What is expected:
Check each line of the listing for the word "table" and report how many lines contain it, giving nothing but the number.

Data extracts:
——————
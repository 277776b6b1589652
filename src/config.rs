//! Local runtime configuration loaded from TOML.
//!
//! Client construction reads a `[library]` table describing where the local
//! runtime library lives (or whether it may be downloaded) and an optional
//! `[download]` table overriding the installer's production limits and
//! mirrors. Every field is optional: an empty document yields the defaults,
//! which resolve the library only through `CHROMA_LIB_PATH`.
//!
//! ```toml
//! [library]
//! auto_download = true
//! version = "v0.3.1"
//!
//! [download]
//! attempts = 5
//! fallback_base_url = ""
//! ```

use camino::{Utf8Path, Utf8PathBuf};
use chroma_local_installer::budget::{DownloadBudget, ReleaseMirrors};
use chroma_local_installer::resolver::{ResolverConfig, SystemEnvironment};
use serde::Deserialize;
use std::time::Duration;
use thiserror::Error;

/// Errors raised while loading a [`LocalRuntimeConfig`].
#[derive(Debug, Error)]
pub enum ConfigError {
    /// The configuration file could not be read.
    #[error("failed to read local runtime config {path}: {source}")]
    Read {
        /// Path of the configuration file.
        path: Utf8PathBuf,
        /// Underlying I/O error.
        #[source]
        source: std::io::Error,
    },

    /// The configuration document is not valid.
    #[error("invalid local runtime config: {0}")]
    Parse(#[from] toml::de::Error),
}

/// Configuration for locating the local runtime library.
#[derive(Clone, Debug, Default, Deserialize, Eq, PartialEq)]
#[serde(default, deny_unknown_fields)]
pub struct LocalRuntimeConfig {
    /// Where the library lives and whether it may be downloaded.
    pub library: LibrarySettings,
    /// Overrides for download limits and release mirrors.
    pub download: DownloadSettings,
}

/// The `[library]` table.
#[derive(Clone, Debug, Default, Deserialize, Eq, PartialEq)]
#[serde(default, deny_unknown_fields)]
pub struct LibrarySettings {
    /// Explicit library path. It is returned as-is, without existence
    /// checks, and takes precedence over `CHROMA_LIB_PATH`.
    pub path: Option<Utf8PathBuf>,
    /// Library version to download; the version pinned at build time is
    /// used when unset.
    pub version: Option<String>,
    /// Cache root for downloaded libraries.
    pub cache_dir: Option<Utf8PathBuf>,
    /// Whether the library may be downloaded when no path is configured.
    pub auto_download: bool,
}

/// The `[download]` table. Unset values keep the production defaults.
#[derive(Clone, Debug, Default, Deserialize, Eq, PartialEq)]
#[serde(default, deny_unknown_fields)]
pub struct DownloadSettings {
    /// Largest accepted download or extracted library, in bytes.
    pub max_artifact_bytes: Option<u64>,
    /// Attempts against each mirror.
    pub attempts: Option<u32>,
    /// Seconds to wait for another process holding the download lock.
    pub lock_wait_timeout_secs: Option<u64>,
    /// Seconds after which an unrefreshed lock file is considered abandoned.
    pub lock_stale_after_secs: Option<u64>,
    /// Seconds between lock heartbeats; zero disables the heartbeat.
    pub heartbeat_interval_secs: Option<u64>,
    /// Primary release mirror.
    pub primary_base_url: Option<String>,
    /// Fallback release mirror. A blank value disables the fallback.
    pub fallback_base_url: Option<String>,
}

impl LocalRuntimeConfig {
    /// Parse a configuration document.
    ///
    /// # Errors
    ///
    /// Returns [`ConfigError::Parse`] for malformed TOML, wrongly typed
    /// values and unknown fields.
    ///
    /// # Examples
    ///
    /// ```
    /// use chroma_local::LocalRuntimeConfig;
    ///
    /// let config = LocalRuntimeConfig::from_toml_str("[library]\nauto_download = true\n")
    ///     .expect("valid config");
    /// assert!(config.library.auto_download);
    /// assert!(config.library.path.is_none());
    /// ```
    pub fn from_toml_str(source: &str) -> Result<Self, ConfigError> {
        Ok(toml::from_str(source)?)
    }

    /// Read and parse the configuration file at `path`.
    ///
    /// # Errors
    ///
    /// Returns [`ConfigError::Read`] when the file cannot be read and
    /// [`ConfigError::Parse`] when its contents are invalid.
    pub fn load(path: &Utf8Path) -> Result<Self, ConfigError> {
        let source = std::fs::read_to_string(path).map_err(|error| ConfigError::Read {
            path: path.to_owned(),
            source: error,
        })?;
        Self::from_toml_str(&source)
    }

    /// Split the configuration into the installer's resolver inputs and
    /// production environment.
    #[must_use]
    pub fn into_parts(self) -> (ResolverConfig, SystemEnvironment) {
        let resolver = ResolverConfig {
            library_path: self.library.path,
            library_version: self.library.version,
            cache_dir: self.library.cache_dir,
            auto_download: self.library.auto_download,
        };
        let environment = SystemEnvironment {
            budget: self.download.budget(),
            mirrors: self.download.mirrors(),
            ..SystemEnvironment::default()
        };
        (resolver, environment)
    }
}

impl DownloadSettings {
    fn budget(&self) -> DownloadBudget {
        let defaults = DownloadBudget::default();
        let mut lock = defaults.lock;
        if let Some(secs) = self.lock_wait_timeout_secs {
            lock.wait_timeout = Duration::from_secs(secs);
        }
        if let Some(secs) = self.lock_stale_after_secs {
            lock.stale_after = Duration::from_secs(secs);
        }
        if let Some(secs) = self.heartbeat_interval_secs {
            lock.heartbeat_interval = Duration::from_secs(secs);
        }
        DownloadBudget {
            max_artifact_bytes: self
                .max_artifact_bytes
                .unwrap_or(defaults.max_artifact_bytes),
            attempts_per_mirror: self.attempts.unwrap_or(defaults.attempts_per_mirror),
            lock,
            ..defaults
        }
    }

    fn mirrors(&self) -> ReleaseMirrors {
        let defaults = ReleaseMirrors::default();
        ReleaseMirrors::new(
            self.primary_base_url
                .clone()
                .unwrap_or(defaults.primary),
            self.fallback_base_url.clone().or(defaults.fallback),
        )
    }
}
——————
Solution to the problem:
4